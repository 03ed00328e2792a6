use std::sync::Arc;

use tracing::{debug, info, instrument};

use super::domain::{AuthOutcome, AuthRoutes, Credentials, Guard, SessionState, UserRecord};
use super::errors::AuthError;
use super::flow::{self, RegisterStep};
use super::repository::{BlockingUserDirectory, UserDirectory};

/// Session-based auth over a user directory, independent of web framework.
///
/// The session is handed in on every call and the service keeps no
/// per-request state, so one instance can serve concurrent requests.
pub struct AuthService<R: UserDirectory> {
    repo: Arc<R>,
    routes: AuthRoutes,
}

impl<R: UserDirectory> AuthService<R> {
    pub fn new(repo: Arc<R>, routes: AuthRoutes) -> Self { Self { repo, routes } }

    pub fn routes(&self) -> &AuthRoutes { &self.routes }

    pub fn directory(&self) -> &Arc<R> { &self.repo }

    /// Redirect target for a transition outcome.
    pub fn target(&self, outcome: AuthOutcome) -> &str { self.routes.target(outcome) }

    /// Record of the session's user, if the session names one that still exists.
    pub async fn current_user(&self, session: &SessionState) -> Result<Option<UserRecord>, AuthError> {
        match flow::claimed_user(session) {
            Some(name) => self.repo.find_user(name).await,
            None => Ok(None),
        }
    }

    pub async fn is_authenticated(&self, session: &SessionState) -> Result<bool, AuthError> {
        let record = self.current_user(session).await?;
        Ok(flow::is_authenticated(session, record.as_ref()))
    }

    /// Check credentials and mark the session on success.
    ///
    /// # Examples
    /// ```
    /// use service::auth::{AuthService, repository::mock::MockUserDirectory};
    /// use service::auth::domain::{AuthOutcome, AuthRoutes, Credentials, SessionState};
    /// use std::sync::Arc;
    /// let svc = AuthService::new(Arc::new(MockUserDirectory::default()), AuthRoutes::default());
    /// let mut session = SessionState::anonymous();
    /// let out = tokio_test::block_on(svc.register(&mut session, Credentials::new("u", "pw"))).unwrap();
    /// assert_eq!(out, AuthOutcome::Registered);
    /// let mut fresh = SessionState::anonymous();
    /// let out = tokio_test::block_on(svc.login(&mut fresh, Credentials::new("u", "pw"))).unwrap();
    /// assert_eq!(out, AuthOutcome::LoggedIn);
    /// assert_eq!(fresh.user.as_deref(), Some("u"));
    /// ```
    #[instrument(skip(self, session, creds), fields(username = %creds.username))]
    pub async fn login(&self, session: &mut SessionState, creds: Credentials) -> Result<AuthOutcome, AuthError> {
        let record = self.repo.find_user(&creds.username).await?;
        let outcome = flow::login(session, &creds, record.as_ref());
        log_outcome(&creds.username, outcome);
        Ok(outcome)
    }

    /// Create the user if the name is free, then mark the session.
    ///
    /// The record is fully stored before the session changes, so a redirect
    /// issued from the outcome never races the write.
    #[instrument(skip(self, session, creds), fields(username = %creds.username))]
    pub async fn register(&self, session: &mut SessionState, creds: Credentials) -> Result<AuthOutcome, AuthError> {
        let existing = self.repo.find_user(&creds.username).await?;
        let outcome = match flow::plan_registration(&creds, existing.as_ref()) {
            RegisterStep::Create(record) => {
                let inserted = self.repo.insert_user(&record).await?;
                flow::complete_registration(session, &record, inserted)
            }
            RegisterStep::Stop(outcome) => outcome,
        };
        log_outcome(&creds.username, outcome);
        Ok(outcome)
    }

    pub fn logout(&self, session: &mut SessionState) -> AuthOutcome {
        let previous = session.user.clone();
        let outcome = flow::logout(session);
        if let Some(user) = previous {
            info!(username = %user, "user_logged_out");
        }
        outcome
    }

    /// Blocks anonymous sessions; default target is the login page.
    pub async fn require_auth(&self, session: &SessionState, redirect_to: Option<&str>) -> Result<Guard, AuthError> {
        let authenticated = self.is_authenticated(session).await?;
        Ok(flow::require_auth(authenticated, &self.routes, redirect_to))
    }

    /// Blocks authenticated sessions; default target is home.
    pub async fn require_unauth(&self, session: &SessionState, redirect_to: Option<&str>) -> Result<Guard, AuthError> {
        let authenticated = self.is_authenticated(session).await?;
        Ok(flow::require_unauth(authenticated, &self.routes, redirect_to))
    }
}

/// Blocking twin of [`AuthService`], owning its directory.
pub struct BlockingAuthService<R: BlockingUserDirectory> {
    repo: R,
    routes: AuthRoutes,
}

impl<R: BlockingUserDirectory> BlockingAuthService<R> {
    pub fn new(repo: R, routes: AuthRoutes) -> Self { Self { repo, routes } }

    pub fn routes(&self) -> &AuthRoutes { &self.routes }

    pub fn directory_mut(&mut self) -> &mut R { &mut self.repo }

    pub fn into_directory(self) -> R { self.repo }

    pub fn target(&self, outcome: AuthOutcome) -> &str { self.routes.target(outcome) }

    pub fn current_user(&mut self, session: &SessionState) -> Result<Option<UserRecord>, AuthError> {
        match flow::claimed_user(session) {
            Some(name) => self.repo.find_user(name),
            None => Ok(None),
        }
    }

    pub fn is_authenticated(&mut self, session: &SessionState) -> Result<bool, AuthError> {
        let record = self.current_user(session)?;
        Ok(flow::is_authenticated(session, record.as_ref()))
    }

    #[instrument(skip(self, session, creds), fields(username = %creds.username))]
    pub fn login(&mut self, session: &mut SessionState, creds: Credentials) -> Result<AuthOutcome, AuthError> {
        let record = self.repo.find_user(&creds.username)?;
        let outcome = flow::login(session, &creds, record.as_ref());
        log_outcome(&creds.username, outcome);
        Ok(outcome)
    }

    #[instrument(skip(self, session, creds), fields(username = %creds.username))]
    pub fn register(&mut self, session: &mut SessionState, creds: Credentials) -> Result<AuthOutcome, AuthError> {
        let existing = self.repo.find_user(&creds.username)?;
        let outcome = match flow::plan_registration(&creds, existing.as_ref()) {
            RegisterStep::Create(record) => {
                let inserted = self.repo.insert_user(&record)?;
                flow::complete_registration(session, &record, inserted)
            }
            RegisterStep::Stop(outcome) => outcome,
        };
        log_outcome(&creds.username, outcome);
        Ok(outcome)
    }

    pub fn logout(&mut self, session: &mut SessionState) -> AuthOutcome {
        if let Some(user) = session.user.as_deref() {
            info!(username = %user, "user_logged_out");
        }
        flow::logout(session)
    }

    pub fn require_auth(&mut self, session: &SessionState, redirect_to: Option<&str>) -> Result<Guard, AuthError> {
        let authenticated = self.is_authenticated(session)?;
        Ok(flow::require_auth(authenticated, &self.routes, redirect_to))
    }

    pub fn require_unauth(&mut self, session: &SessionState, redirect_to: Option<&str>) -> Result<Guard, AuthError> {
        let authenticated = self.is_authenticated(session)?;
        Ok(flow::require_unauth(authenticated, &self.routes, redirect_to))
    }
}

fn log_outcome(username: &str, outcome: AuthOutcome) {
    if !outcome.is_authenticated() {
        debug!(%username, ?outcome, "auth_rejected");
    } else if outcome == AuthOutcome::Registered {
        info!(%username, "user_registered");
    } else {
        info!(%username, "user_logged_in");
    }
}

· · ·

## Activity
Restate the whole of the data exactly.

## Output below
repository 03ed00328e2792a6
use std::sync::Arc;

use tracing::{debug, info, instrument};

use super::domain::{AuthOutcome, AuthRoutes, Credentials, Guard, SessionState, UserRecord};
use super::errors::AuthError;
use super::flow::{self, RegisterStep};
use super::repository::{BlockingUserDirectory, UserDirectory};

/// Session-based auth over a user directory, independent of web framework.
///
/// The session is handed in on every call and the service keeps no
/// per-request state, so one instance can serve concurrent requests.
pub struct AuthService<R: UserDirectory> {
    repo: Arc<R>,
    routes: AuthRoutes,
}

impl<R: UserDirectory> AuthService<R> {
    pub fn new(repo: Arc<R>, routes: AuthRoutes) -> Self { Self { repo, routes } }

    pub fn routes(&self) -> &AuthRoutes { &self.routes }

    pub fn directory(&self) -> &Arc<R> { &self.repo }

    /// Redirect target for a transition outcome.
    pub fn target(&self, outcome: AuthOutcome) -> &str { self.routes.target(outcome) }

    /// Record of the session's user, if the session names one that still exists.
    pub async fn current_user(&self, session: &SessionState) -> Result<Option<UserRecord>, AuthError> {
        match flow::claimed_user(session) {
            Some(name) => self.repo.find_user(name).await,
            None => Ok(None),
        }
    }

    pub async fn is_authenticated(&self, session: &SessionState) -> Result<bool, AuthError> {
        let record = self.current_user(session).await?;
        Ok(flow::is_authenticated(session, record.as_ref()))
    }

    /// Check credentials and mark the session on success.
    ///
    /// # Examples
    /// ```
    /// use service::auth::{AuthService, repository::mock::MockUserDirectory};
    /// use service::auth::domain::{AuthOutcome, AuthRoutes, Credentials, SessionState};
    /// use std::sync::Arc;
    /// let svc = AuthService::new(Arc::new(MockUserDirectory::default()), AuthRoutes::default());
    /// let mut session = SessionState::anonymous();
    /// let out = tokio_test::block_on(svc.register(&mut session, Credentials::new("u", "pw"))).unwrap();
    /// assert_eq!(out, AuthOutcome::Registered);
    /// let mut fresh = SessionState::anonymous();
    /// let out = tokio_test::block_on(svc.login(&mut fresh, Credentials::new("u", "pw"))).unwrap();
    /// assert_eq!(out, AuthOutcome::LoggedIn);
    /// assert_eq!(fresh.user.as_deref(), Some("u"));
    /// ```
    #[instrument(skip(self, session, creds), fields(username = %creds.username))]
    pub async fn login(&self, session: &mut SessionState, creds: Credentials) -> Result<AuthOutcome, AuthError> {
        let record = self.repo.find_user(&creds.username).await?;
        let outcome = flow::login(session, &creds, record.as_ref());
        log_outcome(&creds.username, outcome);
        Ok(outcome)
    }

    /// Create the user if the name is free, then mark the session.
    ///
    /// The record is fully stored before the session changes, so a redirect
    /// issued from the outcome never races the write.
    #[instrument(skip(self, session, creds), fields(username = %creds.username))]
    pub async fn register(&self, session: &mut SessionState, creds: Credentials) -> Result<AuthOutcome, AuthError> {
        let existing = self.repo.find_user(&creds.username).await?;
        let outcome = match flow::plan_registration(&creds, existing.as_ref()) {
            RegisterStep::Create(record) => {
                let inserted = self.repo.insert_user(&record).await?;
                flow::complete_registration(session, &record, inserted)
            }
            RegisterStep::Stop(outcome) => outcome,
        };
        log_outcome(&creds.username, outcome);
        Ok(outcome)
    }

    pub fn logout(&self, session: &mut SessionState) -> AuthOutcome {
        let previous = session.user.clone();
        let outcome = flow::logout(session);
        if let Some(user) = previous {
            info!(username = %user, "user_logged_out");
        }
        outcome
    }

    /// Blocks anonymous sessions; default target is the login page.
    pub async fn require_auth(&self, session: &SessionState, redirect_to: Option<&str>) -> Result<Guard, AuthError> {
        let authenticated = self.is_authenticated(session).await?;
        Ok(flow::require_auth(authenticated, &self.routes, redirect_to))
    }

    /// Blocks authenticated sessions; default target is home.
    pub async fn require_unauth(&self, session: &SessionState, redirect_to: Option<&str>) -> Result<Guard, AuthError> {
        let authenticated = self.is_authenticated(session).await?;
        Ok(flow::require_unauth(authenticated, &self.routes, redirect_to))
    }
}

/// Blocking twin of [`AuthService`], owning its directory.
pub struct BlockingAuthService<R: BlockingUserDirectory> {
    repo: R,
    routes: AuthRoutes,
}

impl<R: BlockingUserDirectory> BlockingAuthService<R> {
    pub fn new(repo: R, routes: AuthRoutes) -> Self { Self { repo, routes } }

    pub fn routes(&self) -> &AuthRoutes { &self.routes }

    pub fn directory_mut(&mut self) -> &mut R { &mut self.repo }

    pub fn into_directory(self) -> R { self.repo }

    pub fn target(&self, outcome: AuthOutcome) -> &str { self.routes.target(outcome) }

    pub fn current_user(&mut self, session: &SessionState) -> Result<Option<UserRecord>, AuthError> {
        match flow::claimed_user(session) {
            Some(name) => self.repo.find_user(name),
            None => Ok(None),
        }
    }

    pub fn is_authenticated(&mut self, session: &SessionState) -> Result<bool, AuthError> {
        let record = self.current_user(session)?;
        Ok(flow::is_authenticated(session, record.as_ref()))
    }

    #[instrument(skip(self, session, creds), fields(username = %creds.username))]
    pub fn login(&mut self, session: &mut SessionState, creds: Credentials) -> Result<AuthOutcome, AuthError> {
        let record = self.repo.find_user(&creds.username)?;
        let outcome = flow::login(session, &creds, record.as_ref());
        log_outcome(&creds.username, outcome);
        Ok(outcome)
    }

    #[instrument(skip(self, session, creds), fields(username = %creds.username))]
    pub fn register(&mut self, session: &mut SessionState, creds: Credentials) -> Result<AuthOutcome, AuthError> {
        let existing = self.repo.find_user(&creds.username)?;
        let outcome = match flow::plan_registration(&creds, existing.as_ref()) {
            RegisterStep::Create(record) => {
                let inserted = self.repo.insert_user(&record)?;
                flow::complete_registration(session, &record, inserted)
            }
            RegisterStep::Stop(outcome) => outcome,
        };
        log_outcome(&creds.username, outcome);
        Ok(outcome)
    }

    pub fn logout(&mut self, session: &mut SessionState) -> AuthOutcome {
        if let Some(user) = session.user.as_deref() {
            info!(username = %user, "user_logged_out");
        }
        flow::logout(session)
    }

    pub fn require_auth(&mut self, session: &SessionState, redirect_to: Option<&str>) -> Result<Guard, AuthError> {
        let authenticated = self.is_authenticated(session)?;
        Ok(flow::require_auth(authenticated, &self.routes, redirect_to))
    }

    pub fn require_unauth(&mut self, session: &SessionState, redirect_to: Option<&str>) -> Result<Guard, AuthError> {
        let authenticated = self.is_authenticated(session)?;
        Ok(flow::require_unauth(authenticated, &self.routes, redirect_to))
    }
}

fn log_outcome(username: &str, outcome: AuthOutcome) {
    if !outcome.is_authenticated() {
        debug!(%username, ?outcome, "auth_rejected");
    } else if outcome == AuthOutcome::Registered {
        info!(%username, "user_registered");
    } else {
        info!(%username, "user_logged_in");
    }
}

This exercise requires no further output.